--- RECORDS SUPPLIED ---
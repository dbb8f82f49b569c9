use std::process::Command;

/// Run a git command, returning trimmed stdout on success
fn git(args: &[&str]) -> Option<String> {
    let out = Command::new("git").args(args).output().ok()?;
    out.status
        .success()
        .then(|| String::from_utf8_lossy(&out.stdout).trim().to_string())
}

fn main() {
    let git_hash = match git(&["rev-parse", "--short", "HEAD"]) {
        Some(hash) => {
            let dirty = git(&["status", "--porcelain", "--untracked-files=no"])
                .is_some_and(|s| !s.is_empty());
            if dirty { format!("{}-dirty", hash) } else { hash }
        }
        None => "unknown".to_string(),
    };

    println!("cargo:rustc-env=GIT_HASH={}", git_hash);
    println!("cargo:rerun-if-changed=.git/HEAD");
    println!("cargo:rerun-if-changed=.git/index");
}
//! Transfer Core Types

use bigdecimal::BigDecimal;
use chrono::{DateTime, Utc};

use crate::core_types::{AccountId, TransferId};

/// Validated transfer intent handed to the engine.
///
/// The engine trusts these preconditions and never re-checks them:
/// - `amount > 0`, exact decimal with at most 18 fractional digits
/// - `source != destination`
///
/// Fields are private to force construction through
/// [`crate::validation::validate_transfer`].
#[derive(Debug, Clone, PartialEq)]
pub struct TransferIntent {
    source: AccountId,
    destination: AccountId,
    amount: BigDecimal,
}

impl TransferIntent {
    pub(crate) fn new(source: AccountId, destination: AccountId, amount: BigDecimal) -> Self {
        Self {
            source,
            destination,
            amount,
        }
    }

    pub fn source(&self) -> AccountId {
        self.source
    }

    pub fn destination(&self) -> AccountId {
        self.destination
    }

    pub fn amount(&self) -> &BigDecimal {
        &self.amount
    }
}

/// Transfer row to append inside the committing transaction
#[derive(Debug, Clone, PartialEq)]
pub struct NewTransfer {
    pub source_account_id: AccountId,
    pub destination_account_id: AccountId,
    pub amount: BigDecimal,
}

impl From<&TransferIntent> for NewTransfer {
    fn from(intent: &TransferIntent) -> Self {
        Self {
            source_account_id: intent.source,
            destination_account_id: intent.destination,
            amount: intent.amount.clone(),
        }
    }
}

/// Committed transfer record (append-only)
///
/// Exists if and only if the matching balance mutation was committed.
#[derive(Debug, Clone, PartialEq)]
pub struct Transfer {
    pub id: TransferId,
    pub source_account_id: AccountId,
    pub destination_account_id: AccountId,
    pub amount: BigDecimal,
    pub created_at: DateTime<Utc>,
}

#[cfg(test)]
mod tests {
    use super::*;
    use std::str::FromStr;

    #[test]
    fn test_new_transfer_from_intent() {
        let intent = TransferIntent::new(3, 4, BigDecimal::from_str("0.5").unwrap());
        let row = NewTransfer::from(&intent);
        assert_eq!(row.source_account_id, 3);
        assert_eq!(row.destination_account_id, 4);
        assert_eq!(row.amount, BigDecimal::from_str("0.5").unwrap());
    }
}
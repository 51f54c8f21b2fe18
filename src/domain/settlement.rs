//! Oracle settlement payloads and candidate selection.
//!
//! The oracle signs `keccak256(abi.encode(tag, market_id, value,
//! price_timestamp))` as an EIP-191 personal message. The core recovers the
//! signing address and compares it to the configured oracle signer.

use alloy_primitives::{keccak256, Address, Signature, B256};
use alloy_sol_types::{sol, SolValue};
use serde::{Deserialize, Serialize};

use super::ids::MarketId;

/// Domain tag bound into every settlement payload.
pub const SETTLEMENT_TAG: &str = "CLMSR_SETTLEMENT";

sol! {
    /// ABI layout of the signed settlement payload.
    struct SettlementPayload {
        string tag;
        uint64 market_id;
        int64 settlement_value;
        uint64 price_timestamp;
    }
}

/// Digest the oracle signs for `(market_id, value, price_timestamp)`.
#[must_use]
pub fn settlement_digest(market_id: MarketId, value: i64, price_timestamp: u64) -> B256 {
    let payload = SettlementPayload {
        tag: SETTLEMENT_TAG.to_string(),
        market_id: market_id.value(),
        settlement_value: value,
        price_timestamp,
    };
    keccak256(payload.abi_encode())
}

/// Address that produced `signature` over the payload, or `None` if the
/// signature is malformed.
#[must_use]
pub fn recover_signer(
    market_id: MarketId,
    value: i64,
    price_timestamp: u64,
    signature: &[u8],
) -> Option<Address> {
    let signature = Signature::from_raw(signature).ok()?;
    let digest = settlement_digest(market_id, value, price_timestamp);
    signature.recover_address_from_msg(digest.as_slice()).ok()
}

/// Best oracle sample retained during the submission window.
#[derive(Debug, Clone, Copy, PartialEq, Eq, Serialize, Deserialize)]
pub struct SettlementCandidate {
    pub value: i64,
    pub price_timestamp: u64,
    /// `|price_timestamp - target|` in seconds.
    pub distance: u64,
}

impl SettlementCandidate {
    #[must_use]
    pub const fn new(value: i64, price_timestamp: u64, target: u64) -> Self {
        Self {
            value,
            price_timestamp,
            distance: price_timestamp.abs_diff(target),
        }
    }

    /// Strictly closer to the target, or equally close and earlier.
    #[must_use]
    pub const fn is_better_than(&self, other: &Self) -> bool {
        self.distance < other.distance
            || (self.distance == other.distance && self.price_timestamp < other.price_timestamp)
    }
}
---
--- RECORDS SUPPLIED ---
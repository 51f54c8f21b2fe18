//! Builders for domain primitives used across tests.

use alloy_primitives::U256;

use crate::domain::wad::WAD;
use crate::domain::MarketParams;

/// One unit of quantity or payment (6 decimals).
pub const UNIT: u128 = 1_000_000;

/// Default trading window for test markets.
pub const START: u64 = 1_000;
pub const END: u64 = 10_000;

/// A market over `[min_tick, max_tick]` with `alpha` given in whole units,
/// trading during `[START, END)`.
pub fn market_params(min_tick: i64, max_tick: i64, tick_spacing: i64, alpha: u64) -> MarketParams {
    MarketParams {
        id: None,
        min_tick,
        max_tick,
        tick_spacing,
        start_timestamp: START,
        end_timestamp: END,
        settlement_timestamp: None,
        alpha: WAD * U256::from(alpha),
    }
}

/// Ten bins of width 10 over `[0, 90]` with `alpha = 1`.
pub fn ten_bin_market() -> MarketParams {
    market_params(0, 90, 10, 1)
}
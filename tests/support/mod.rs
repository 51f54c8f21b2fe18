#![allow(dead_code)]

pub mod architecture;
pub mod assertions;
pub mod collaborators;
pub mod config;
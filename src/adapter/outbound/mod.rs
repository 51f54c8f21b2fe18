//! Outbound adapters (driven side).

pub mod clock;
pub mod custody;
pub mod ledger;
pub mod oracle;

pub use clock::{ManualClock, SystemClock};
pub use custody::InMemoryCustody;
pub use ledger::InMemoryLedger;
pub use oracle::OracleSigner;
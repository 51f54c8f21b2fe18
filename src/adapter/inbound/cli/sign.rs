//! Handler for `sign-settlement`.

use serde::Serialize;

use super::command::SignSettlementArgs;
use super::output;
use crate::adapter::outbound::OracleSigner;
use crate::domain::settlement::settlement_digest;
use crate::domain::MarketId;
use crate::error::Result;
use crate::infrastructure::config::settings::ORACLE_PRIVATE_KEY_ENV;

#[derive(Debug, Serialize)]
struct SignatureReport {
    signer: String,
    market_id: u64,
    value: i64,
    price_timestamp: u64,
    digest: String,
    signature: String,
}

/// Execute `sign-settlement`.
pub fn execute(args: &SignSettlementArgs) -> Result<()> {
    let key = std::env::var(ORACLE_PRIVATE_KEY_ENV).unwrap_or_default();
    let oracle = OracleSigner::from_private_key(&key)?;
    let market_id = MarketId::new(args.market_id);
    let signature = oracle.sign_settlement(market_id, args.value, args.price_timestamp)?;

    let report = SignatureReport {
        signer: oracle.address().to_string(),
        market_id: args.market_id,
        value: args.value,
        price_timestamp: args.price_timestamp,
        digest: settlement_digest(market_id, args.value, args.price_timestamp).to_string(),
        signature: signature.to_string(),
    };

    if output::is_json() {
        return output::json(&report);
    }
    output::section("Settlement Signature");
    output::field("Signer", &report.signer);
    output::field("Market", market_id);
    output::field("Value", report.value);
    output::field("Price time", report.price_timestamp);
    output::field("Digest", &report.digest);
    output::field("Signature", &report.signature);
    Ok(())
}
---
--- RECORDS SUPPLIED ---
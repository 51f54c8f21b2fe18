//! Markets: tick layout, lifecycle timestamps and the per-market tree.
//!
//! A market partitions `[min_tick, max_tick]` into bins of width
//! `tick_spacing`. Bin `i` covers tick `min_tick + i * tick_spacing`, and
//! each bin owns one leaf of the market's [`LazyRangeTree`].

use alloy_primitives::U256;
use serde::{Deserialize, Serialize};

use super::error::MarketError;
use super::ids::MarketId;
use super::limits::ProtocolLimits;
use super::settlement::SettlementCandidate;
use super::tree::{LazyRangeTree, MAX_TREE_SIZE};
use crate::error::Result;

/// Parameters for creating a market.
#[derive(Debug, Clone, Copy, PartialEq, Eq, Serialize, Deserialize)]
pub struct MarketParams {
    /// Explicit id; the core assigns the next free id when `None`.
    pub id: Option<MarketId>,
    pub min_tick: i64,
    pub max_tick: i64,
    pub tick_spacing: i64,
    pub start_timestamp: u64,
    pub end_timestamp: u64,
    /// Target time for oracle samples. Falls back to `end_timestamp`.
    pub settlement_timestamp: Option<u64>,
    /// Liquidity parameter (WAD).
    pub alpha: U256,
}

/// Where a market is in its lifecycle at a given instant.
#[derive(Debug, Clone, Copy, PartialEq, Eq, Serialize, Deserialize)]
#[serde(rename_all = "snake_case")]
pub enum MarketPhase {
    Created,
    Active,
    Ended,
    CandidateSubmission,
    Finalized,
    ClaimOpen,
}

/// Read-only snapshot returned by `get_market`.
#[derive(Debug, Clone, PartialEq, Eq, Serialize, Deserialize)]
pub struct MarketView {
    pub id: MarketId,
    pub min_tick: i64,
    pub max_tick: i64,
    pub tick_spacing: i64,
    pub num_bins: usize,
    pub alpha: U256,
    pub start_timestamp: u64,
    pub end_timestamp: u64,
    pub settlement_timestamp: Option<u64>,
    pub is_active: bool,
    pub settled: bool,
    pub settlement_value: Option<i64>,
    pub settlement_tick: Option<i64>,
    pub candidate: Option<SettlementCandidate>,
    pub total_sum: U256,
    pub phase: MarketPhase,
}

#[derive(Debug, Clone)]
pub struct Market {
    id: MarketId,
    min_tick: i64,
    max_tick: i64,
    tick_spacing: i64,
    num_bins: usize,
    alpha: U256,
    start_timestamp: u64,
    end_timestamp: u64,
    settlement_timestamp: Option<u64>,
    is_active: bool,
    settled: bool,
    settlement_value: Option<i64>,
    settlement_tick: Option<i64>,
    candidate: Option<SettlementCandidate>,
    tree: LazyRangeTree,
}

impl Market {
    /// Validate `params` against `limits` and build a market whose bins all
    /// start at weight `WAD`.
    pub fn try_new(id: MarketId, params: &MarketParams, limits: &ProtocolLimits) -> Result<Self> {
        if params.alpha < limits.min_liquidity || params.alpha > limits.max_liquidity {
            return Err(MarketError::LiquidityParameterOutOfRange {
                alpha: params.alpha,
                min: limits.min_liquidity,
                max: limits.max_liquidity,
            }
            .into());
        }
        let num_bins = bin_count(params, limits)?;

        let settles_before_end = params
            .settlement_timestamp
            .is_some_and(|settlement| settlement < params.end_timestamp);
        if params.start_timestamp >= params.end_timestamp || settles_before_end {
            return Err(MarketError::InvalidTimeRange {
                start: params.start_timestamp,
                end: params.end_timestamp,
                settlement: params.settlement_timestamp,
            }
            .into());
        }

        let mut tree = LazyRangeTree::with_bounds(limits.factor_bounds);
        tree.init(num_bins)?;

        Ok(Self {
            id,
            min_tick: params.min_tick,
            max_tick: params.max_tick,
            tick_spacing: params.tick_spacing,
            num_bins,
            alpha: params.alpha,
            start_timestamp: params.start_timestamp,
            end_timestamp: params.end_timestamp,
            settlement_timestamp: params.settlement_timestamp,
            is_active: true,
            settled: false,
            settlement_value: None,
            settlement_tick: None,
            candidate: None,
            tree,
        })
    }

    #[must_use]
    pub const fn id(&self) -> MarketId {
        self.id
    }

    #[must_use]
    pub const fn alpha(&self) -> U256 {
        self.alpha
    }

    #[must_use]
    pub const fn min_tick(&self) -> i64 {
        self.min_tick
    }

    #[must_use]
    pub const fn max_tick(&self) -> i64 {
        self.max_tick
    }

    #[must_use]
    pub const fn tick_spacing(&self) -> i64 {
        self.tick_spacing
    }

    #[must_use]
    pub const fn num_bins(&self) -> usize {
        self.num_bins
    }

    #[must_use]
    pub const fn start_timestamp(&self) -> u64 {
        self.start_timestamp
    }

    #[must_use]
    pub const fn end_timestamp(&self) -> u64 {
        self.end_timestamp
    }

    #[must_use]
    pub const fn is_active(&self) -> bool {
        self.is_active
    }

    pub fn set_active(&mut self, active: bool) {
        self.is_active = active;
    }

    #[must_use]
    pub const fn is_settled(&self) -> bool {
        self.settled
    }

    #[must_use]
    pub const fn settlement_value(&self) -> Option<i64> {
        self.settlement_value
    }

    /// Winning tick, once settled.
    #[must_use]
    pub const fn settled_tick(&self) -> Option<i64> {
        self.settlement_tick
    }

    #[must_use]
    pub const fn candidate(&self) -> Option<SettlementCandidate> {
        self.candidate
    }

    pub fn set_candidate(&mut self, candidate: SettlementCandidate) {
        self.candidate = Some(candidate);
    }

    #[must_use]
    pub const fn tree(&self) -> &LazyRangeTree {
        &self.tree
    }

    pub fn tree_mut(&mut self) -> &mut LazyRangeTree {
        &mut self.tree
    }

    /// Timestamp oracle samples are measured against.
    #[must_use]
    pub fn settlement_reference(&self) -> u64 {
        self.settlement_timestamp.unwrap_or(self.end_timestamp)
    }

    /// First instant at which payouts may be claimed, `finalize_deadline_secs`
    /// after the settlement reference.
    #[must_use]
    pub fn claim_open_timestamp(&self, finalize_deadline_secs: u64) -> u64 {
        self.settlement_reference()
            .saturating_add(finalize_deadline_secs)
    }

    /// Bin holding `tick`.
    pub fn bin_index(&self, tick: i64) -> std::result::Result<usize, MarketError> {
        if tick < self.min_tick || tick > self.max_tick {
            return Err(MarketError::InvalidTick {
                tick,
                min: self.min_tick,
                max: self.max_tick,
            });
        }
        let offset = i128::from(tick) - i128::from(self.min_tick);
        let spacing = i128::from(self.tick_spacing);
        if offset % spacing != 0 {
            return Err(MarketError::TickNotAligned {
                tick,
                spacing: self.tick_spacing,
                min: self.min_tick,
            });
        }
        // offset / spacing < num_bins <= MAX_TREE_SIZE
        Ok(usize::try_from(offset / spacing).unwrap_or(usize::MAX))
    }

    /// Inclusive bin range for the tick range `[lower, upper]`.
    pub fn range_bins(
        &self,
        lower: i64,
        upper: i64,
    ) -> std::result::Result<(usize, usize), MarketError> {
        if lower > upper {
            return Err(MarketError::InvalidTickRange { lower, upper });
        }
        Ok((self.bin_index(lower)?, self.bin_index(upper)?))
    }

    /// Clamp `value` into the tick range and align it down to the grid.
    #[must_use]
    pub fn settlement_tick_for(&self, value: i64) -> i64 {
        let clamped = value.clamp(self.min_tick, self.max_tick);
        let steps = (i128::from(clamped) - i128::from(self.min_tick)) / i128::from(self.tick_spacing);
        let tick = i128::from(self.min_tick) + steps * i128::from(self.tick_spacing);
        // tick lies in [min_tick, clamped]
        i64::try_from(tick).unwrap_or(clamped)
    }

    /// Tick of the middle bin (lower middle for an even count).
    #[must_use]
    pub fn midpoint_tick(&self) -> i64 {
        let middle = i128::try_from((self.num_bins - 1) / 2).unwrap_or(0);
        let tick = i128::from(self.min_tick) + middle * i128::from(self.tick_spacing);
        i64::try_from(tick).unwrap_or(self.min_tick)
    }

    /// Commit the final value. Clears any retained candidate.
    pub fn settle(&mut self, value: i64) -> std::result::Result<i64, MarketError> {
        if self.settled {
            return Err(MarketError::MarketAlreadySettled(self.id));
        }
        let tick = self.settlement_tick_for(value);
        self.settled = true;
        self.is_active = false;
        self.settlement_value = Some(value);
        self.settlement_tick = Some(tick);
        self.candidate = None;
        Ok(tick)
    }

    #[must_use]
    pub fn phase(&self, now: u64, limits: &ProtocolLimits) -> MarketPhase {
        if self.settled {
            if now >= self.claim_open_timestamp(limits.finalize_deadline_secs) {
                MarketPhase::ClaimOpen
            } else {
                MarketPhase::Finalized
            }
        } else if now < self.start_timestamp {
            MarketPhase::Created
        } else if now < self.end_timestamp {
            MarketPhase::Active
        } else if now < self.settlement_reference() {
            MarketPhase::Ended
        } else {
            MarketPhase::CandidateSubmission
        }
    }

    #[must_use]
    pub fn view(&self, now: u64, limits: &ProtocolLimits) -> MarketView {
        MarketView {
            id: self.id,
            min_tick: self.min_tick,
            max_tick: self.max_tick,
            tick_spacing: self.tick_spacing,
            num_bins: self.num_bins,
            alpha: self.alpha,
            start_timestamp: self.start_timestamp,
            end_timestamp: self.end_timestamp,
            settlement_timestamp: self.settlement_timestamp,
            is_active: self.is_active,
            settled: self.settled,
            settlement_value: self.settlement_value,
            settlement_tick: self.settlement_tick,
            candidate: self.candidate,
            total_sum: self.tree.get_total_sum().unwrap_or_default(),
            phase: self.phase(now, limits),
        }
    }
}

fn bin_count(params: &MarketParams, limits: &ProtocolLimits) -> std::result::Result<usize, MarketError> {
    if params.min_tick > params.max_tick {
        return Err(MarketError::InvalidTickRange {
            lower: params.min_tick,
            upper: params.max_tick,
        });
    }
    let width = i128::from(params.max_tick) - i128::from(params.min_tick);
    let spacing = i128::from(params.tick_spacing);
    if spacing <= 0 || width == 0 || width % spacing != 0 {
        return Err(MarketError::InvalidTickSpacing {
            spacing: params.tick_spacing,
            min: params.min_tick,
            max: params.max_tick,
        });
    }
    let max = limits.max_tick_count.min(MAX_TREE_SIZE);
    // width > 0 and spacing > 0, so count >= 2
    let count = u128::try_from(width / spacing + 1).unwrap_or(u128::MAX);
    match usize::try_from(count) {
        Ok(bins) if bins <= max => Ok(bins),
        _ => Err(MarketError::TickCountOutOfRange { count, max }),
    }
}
---
EXERCISE DIRECTIONS:
Copy the lines of the data above exactly as written, beginning with the line containing "repository dbb8f82f49b569c9" and ending with the line containing "the committing transaction", and leave out all other lines.

EXPECTED OUTPUT:
repository dbb8f82f49b569c9
use std::process::Command;

/// Run a git command, returning trimmed stdout on success
fn git(args: &[&str]) -> Option<String> {
    let out = Command::new("git").args(args).output().ok()?;
    out.status
        .success()
        .then(|| String::from_utf8_lossy(&out.stdout).trim().to_string())
}

fn main() {
    let git_hash = match git(&["rev-parse", "--short", "HEAD"]) {
        Some(hash) => {
            let dirty = git(&["status", "--porcelain", "--untracked-files=no"])
                .is_some_and(|s| !s.is_empty());
            if dirty { format!("{}-dirty", hash) } else { hash }
        }
        None => "unknown".to_string(),
    };

    println!("cargo:rustc-env=GIT_HASH={}", git_hash);
    println!("cargo:rerun-if-changed=.git/HEAD");
    println!("cargo:rerun-if-changed=.git/index");
}
//! Transfer Core Types

use bigdecimal::BigDecimal;
use chrono::{DateTime, Utc};

use crate::core_types::{AccountId, TransferId};

/// Validated transfer intent handed to the engine.
///
/// The engine trusts these preconditions and never re-checks them:
/// - `amount > 0`, exact decimal with at most 18 fractional digits
/// - `source != destination`
///
/// Fields are private to force construction through
/// [`crate::validation::validate_transfer`].
#[derive(Debug, Clone, PartialEq)]
pub struct TransferIntent {
    source: AccountId,
    destination: AccountId,
    amount: BigDecimal,
}

impl TransferIntent {
    pub(crate) fn new(source: AccountId, destination: AccountId, amount: BigDecimal) -> Self {
        Self {
            source,
            destination,
            amount,
        }
    }

    pub fn source(&self) -> AccountId {
        self.source
    }

    pub fn destination(&self) -> AccountId {
        self.destination
    }

    pub fn amount(&self) -> &BigDecimal {
        &self.amount
    }
}

/// Transfer row to append inside the committing transaction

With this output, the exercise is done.